What you have to do: Each line containing the string "await" should be copied out of the entries.

::::

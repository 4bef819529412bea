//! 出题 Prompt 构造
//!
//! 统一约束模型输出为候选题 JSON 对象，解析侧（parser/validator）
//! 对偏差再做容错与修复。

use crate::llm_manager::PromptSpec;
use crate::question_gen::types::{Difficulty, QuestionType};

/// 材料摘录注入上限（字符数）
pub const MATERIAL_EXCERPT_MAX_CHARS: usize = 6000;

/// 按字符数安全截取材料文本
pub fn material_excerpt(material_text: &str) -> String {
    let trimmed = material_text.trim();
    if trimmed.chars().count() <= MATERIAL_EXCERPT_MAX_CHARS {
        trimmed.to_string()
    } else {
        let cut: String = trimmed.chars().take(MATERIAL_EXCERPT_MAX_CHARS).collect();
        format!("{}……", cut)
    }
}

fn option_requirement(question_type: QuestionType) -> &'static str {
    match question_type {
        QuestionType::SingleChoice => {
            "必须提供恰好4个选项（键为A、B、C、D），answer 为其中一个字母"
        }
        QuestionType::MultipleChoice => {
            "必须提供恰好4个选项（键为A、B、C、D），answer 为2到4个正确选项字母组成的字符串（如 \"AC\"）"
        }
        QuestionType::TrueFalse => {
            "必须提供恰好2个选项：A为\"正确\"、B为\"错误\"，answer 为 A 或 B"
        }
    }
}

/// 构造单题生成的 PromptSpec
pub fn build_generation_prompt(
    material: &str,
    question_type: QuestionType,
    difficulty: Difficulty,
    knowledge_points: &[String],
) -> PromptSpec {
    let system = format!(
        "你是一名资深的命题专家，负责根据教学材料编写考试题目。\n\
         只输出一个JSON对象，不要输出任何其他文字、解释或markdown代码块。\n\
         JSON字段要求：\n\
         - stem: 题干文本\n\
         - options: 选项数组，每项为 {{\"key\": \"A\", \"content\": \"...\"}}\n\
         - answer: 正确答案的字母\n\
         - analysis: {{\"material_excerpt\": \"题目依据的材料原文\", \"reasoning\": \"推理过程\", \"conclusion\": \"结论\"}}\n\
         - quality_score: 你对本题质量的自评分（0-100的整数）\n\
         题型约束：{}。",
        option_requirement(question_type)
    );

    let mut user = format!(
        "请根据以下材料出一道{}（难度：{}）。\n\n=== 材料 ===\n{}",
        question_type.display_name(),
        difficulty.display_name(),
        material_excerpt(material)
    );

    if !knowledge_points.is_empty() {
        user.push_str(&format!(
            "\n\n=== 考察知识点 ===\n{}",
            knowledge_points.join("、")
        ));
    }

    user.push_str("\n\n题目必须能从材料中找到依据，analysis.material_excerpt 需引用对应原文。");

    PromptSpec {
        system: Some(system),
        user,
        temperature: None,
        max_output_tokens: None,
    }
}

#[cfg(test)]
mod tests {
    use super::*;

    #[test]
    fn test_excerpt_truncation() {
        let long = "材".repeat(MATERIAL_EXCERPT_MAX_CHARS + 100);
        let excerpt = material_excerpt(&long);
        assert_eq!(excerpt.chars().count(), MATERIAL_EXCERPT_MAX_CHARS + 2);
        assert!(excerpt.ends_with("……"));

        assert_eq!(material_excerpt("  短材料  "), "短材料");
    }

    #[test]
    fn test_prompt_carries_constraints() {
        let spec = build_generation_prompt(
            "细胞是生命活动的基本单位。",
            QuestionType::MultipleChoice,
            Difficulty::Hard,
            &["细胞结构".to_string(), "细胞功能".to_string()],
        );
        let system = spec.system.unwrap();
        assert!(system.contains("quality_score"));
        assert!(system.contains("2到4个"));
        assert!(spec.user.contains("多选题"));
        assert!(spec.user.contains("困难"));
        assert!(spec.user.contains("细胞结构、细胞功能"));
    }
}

::::

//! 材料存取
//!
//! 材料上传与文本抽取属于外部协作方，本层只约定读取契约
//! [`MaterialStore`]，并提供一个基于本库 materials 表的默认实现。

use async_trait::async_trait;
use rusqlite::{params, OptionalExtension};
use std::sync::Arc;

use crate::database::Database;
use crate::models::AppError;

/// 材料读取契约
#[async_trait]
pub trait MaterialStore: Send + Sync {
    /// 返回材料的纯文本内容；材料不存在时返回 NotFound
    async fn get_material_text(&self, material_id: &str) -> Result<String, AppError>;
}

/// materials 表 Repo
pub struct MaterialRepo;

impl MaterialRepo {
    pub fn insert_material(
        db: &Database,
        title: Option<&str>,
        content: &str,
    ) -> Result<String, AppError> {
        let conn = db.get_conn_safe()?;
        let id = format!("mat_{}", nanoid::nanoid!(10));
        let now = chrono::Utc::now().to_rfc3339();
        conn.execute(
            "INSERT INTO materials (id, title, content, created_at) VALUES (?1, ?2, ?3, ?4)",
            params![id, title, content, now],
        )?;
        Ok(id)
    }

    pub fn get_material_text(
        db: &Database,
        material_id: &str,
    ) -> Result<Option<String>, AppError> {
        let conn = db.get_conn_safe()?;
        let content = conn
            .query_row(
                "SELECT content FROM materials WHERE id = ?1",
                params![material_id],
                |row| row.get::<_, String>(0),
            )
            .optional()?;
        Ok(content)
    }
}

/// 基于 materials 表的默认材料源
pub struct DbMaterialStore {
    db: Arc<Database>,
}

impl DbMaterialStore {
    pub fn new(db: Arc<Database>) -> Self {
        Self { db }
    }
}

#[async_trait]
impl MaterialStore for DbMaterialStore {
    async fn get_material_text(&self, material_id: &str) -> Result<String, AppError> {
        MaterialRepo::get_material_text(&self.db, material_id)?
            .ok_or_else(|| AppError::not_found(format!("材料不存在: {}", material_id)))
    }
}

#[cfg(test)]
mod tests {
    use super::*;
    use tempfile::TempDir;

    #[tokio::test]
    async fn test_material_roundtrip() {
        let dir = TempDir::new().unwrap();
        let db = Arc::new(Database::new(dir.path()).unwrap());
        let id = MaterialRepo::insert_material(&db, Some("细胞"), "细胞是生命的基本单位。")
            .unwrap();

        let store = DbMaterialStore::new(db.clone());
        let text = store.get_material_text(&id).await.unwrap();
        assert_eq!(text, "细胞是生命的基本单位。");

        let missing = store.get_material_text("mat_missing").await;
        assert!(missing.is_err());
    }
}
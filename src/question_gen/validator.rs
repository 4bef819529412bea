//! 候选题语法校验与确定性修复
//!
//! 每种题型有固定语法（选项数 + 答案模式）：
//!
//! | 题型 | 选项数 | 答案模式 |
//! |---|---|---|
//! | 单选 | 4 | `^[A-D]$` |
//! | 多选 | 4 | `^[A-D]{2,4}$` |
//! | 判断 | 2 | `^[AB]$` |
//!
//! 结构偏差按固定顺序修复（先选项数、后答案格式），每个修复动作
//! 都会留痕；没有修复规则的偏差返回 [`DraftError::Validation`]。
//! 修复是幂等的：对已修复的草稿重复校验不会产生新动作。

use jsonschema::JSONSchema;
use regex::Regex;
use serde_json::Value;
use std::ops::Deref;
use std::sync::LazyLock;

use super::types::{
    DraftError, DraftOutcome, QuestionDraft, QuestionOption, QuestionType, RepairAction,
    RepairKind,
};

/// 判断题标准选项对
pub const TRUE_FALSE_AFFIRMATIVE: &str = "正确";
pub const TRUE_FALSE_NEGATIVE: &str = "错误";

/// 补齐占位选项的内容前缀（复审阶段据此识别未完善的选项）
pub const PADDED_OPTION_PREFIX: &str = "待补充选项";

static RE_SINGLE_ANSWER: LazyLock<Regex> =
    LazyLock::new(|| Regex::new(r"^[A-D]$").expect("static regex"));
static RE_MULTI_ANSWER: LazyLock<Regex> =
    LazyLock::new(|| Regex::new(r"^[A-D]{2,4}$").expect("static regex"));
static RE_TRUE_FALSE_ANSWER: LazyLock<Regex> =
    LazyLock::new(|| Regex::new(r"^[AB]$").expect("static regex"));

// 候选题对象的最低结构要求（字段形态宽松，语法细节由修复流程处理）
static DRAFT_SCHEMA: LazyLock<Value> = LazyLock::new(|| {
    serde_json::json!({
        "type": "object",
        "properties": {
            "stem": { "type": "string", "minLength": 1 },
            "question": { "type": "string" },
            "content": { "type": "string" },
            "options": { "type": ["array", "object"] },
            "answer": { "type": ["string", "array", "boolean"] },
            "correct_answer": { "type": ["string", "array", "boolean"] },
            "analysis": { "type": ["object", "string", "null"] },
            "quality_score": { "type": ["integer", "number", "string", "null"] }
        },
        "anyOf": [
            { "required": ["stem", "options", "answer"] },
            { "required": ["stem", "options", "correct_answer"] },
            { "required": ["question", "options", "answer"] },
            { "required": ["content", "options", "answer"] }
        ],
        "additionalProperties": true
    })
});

::::

Written answer:
        let text = store.get_material_text(&id).await.unwrap();
        let missing = store.get_material_text("mat_missing").await;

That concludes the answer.